▸ Dataset entries
________________________
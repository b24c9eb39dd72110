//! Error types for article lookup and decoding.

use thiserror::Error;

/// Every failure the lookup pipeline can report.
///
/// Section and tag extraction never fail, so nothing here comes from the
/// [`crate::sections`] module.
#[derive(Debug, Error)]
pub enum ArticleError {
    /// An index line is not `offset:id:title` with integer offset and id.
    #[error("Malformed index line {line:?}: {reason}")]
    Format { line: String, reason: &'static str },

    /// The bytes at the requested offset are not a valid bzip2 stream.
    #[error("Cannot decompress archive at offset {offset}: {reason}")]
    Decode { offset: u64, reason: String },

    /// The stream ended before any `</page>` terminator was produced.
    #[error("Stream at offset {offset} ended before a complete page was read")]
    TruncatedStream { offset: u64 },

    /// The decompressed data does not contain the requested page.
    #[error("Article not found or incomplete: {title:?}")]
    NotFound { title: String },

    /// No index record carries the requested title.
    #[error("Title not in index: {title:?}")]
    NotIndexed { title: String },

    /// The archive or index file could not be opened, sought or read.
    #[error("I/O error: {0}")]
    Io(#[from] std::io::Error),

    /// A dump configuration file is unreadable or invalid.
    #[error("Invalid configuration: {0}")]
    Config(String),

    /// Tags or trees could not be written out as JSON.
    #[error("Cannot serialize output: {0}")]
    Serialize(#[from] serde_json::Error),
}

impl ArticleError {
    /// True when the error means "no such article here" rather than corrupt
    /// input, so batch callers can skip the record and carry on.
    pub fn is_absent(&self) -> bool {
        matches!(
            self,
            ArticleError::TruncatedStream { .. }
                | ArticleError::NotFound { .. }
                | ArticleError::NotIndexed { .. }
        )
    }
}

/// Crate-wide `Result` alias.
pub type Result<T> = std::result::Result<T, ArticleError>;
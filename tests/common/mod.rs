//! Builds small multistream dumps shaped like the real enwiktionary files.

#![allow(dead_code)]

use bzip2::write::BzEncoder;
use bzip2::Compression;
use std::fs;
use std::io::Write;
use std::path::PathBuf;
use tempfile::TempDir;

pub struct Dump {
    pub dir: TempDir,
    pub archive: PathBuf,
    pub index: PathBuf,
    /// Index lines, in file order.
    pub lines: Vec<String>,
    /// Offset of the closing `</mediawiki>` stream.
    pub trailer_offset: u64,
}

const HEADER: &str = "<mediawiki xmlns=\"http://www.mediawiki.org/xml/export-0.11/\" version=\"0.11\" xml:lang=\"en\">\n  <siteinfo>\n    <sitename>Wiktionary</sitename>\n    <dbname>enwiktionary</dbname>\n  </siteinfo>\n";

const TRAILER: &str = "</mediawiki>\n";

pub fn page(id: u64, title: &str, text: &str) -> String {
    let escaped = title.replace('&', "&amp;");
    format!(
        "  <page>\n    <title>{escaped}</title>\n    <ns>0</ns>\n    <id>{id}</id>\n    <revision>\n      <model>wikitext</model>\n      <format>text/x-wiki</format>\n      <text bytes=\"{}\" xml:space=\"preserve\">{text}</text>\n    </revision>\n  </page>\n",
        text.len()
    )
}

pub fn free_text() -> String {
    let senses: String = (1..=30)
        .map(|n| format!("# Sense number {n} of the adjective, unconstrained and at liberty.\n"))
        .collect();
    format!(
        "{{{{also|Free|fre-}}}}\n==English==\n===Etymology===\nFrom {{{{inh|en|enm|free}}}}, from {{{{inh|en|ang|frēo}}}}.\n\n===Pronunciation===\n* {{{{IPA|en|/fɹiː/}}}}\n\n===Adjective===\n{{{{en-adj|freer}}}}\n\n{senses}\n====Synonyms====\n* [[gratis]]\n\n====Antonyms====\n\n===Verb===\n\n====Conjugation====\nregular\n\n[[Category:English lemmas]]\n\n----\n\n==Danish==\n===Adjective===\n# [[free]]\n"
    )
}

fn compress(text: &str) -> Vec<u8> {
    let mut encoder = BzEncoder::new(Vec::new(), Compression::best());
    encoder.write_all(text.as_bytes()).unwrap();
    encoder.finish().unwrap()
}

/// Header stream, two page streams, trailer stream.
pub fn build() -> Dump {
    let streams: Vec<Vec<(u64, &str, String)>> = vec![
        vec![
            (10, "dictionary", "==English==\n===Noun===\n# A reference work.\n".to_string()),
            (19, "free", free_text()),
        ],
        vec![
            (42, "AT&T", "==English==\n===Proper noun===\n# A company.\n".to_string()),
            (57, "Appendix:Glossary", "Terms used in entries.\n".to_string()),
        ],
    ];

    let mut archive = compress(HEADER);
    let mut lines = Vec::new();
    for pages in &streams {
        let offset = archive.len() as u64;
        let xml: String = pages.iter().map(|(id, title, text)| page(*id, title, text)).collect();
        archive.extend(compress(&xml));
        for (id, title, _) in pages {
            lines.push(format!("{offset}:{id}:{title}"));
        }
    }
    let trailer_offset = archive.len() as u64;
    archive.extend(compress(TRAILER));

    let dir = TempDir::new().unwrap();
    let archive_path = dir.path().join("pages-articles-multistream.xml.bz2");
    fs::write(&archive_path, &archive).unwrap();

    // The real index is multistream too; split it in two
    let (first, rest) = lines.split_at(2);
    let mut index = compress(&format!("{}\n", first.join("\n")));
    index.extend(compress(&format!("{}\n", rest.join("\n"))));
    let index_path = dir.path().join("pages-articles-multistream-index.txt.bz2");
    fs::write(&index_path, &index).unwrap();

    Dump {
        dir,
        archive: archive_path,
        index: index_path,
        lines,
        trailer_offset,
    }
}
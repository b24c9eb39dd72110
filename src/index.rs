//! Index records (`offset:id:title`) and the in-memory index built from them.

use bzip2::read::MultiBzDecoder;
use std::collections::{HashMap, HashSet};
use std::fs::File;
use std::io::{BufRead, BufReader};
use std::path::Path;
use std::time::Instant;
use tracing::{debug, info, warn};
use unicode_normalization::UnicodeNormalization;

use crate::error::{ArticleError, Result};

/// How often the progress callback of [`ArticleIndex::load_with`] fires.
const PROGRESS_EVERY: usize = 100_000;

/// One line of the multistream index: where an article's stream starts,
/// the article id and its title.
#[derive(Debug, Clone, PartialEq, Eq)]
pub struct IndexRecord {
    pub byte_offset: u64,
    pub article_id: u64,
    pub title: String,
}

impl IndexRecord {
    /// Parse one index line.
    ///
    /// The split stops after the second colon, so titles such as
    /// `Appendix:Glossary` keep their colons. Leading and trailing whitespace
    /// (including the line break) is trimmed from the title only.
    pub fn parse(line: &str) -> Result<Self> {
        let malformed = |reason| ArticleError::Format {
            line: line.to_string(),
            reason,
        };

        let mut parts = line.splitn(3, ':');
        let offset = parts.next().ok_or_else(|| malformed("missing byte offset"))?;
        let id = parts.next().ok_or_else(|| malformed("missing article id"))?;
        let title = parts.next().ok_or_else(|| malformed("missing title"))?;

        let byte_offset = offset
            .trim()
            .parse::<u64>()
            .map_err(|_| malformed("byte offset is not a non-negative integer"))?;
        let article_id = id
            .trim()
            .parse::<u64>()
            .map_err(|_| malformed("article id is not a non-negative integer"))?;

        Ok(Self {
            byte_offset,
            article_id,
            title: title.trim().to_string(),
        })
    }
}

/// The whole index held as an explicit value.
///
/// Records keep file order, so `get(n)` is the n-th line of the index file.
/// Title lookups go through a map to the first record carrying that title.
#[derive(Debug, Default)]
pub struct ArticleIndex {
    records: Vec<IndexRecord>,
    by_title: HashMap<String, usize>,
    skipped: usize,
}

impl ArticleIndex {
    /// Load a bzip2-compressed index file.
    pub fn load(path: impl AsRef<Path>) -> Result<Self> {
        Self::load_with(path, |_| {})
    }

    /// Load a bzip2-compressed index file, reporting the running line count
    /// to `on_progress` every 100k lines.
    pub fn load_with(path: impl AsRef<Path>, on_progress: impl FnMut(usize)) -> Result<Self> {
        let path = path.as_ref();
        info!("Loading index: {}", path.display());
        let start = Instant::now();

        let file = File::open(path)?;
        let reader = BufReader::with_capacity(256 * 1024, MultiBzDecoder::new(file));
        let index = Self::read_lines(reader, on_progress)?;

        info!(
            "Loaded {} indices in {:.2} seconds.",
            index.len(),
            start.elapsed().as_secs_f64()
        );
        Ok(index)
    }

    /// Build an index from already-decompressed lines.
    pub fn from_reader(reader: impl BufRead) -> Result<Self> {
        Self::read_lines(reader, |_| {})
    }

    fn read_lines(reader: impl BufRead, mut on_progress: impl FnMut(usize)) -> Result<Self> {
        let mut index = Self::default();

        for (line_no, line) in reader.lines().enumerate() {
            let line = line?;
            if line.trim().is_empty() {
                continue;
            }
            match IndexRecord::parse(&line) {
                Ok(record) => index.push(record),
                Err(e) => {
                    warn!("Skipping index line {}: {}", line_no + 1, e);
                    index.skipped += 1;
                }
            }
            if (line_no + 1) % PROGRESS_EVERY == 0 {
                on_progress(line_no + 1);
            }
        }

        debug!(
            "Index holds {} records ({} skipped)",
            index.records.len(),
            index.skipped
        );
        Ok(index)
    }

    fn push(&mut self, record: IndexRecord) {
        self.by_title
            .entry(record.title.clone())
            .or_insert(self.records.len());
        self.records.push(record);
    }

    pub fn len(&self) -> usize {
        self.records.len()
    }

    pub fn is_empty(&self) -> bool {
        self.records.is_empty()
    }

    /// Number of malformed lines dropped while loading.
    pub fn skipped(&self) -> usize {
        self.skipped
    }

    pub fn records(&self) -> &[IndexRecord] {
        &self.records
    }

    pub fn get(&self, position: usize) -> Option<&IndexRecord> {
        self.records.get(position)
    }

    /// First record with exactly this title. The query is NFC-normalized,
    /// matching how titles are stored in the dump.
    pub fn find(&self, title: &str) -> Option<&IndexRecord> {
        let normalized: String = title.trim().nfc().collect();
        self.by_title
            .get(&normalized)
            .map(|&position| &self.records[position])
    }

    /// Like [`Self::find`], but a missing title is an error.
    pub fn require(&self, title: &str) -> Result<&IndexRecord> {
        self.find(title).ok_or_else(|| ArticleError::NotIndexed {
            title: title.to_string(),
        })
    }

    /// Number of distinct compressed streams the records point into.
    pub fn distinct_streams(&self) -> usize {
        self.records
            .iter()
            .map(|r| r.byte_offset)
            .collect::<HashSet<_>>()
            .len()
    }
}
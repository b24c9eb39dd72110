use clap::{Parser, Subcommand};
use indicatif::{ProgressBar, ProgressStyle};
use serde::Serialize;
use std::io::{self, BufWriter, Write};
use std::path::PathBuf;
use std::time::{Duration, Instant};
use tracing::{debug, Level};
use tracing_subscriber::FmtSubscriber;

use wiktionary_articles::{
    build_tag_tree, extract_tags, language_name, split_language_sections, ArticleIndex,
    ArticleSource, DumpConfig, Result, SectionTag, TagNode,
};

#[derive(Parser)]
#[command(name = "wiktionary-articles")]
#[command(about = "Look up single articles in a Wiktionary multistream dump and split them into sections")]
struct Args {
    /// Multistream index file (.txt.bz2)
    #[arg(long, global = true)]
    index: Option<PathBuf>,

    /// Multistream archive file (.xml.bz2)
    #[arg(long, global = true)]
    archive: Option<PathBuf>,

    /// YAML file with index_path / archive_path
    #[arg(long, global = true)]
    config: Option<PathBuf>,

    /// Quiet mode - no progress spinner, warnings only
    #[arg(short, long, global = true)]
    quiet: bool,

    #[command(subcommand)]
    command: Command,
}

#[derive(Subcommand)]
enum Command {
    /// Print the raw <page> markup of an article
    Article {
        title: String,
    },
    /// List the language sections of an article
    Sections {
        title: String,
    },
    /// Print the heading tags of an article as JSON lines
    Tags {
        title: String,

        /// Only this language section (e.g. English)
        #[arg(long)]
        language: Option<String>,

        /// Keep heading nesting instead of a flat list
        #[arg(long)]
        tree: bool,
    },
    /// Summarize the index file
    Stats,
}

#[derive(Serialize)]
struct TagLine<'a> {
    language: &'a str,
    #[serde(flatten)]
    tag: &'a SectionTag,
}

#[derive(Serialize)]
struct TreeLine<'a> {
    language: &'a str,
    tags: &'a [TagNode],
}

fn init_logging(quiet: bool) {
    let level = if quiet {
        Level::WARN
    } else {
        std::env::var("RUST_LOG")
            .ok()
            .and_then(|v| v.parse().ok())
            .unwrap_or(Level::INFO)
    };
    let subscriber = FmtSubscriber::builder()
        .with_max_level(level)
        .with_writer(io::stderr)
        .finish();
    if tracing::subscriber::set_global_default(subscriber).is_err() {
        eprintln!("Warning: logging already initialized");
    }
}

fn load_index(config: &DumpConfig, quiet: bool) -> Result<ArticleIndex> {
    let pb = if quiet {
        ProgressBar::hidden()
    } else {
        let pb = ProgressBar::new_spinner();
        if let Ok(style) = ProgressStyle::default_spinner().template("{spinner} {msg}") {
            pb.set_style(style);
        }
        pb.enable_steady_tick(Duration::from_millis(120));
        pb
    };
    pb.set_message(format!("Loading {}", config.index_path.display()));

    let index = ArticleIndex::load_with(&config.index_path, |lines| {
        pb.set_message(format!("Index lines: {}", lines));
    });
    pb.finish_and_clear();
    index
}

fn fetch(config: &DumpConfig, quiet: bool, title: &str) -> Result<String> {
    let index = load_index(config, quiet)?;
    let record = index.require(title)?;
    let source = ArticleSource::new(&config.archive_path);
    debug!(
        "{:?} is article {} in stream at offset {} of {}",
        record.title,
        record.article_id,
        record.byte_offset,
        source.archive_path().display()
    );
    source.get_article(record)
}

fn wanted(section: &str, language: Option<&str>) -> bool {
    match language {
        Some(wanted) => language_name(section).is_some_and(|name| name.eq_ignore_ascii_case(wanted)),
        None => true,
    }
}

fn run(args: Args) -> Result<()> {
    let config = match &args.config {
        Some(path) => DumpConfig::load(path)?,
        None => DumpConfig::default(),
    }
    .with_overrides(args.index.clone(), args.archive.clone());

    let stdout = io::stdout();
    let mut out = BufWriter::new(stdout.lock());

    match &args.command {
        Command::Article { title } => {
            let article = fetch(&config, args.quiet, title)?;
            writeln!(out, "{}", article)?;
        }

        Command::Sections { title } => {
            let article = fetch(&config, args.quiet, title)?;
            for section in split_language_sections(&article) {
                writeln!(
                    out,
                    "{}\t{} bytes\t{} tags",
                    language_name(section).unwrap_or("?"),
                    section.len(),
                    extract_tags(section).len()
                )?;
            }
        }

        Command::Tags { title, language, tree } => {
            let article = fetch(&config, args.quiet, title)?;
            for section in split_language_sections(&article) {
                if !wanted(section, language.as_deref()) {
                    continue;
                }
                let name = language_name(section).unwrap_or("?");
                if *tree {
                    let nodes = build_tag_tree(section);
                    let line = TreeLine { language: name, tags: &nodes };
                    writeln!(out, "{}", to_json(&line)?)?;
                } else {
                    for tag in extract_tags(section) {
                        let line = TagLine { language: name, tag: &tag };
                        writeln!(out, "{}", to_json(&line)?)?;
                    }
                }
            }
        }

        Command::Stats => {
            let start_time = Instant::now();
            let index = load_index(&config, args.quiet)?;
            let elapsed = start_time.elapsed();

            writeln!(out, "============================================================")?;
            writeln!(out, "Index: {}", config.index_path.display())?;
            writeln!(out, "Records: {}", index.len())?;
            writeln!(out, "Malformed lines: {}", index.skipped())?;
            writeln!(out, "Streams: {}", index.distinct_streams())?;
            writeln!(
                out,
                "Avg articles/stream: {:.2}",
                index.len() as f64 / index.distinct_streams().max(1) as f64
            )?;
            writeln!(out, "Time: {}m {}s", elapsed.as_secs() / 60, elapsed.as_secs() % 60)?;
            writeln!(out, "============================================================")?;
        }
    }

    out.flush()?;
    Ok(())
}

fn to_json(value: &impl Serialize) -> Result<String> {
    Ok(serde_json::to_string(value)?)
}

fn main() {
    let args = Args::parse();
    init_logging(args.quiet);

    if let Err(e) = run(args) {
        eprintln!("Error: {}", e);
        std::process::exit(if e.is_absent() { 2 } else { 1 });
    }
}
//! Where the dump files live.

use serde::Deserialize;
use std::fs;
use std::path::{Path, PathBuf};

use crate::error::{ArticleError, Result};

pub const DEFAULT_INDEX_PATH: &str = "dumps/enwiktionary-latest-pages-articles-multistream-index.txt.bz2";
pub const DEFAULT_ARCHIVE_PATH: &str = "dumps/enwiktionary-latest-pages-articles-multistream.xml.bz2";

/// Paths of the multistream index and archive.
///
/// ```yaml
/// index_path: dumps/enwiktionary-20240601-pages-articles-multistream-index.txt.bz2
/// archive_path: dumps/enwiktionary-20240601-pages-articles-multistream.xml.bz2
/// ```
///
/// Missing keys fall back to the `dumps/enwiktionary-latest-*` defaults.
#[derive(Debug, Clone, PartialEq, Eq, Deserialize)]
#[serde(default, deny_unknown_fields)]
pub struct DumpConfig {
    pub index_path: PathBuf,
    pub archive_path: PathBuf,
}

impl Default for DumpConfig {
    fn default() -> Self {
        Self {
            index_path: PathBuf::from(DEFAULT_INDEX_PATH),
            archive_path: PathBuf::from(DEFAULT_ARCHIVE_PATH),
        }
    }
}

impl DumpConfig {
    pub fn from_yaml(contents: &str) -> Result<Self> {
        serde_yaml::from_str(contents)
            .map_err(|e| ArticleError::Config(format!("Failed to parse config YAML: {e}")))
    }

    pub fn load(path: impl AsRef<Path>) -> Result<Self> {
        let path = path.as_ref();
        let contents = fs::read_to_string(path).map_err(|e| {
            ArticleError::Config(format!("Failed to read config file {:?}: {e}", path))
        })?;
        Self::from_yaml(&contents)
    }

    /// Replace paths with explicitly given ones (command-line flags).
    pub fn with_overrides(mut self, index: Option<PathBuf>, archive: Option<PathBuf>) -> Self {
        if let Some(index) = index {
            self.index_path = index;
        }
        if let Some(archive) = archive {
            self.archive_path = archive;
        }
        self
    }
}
________________________
▸ Required work
From the entries above, copy every line containing the word "enwiktionary".

▸ Problem solution
//! Builds small multistream dumps shaped like the real enwiktionary files.
const HEADER: &str = "<mediawiki xmlns=\"http://www.mediawiki.org/xml/export-0.11/\" version=\"0.11\" xml:lang=\"en\">\n  <siteinfo>\n    <sitename>Wiktionary</sitename>\n    <dbname>enwiktionary</dbname>\n  </siteinfo>\n";
pub const DEFAULT_INDEX_PATH: &str = "dumps/enwiktionary-latest-pages-articles-multistream-index.txt.bz2";
pub const DEFAULT_ARCHIVE_PATH: &str = "dumps/enwiktionary-latest-pages-articles-multistream.xml.bz2";
/// index_path: dumps/enwiktionary-20240601-pages-articles-multistream-index.txt.bz2
/// archive_path: dumps/enwiktionary-20240601-pages-articles-multistream.xml.bz2
/// Missing keys fall back to the `dumps/enwiktionary-latest-*` defaults.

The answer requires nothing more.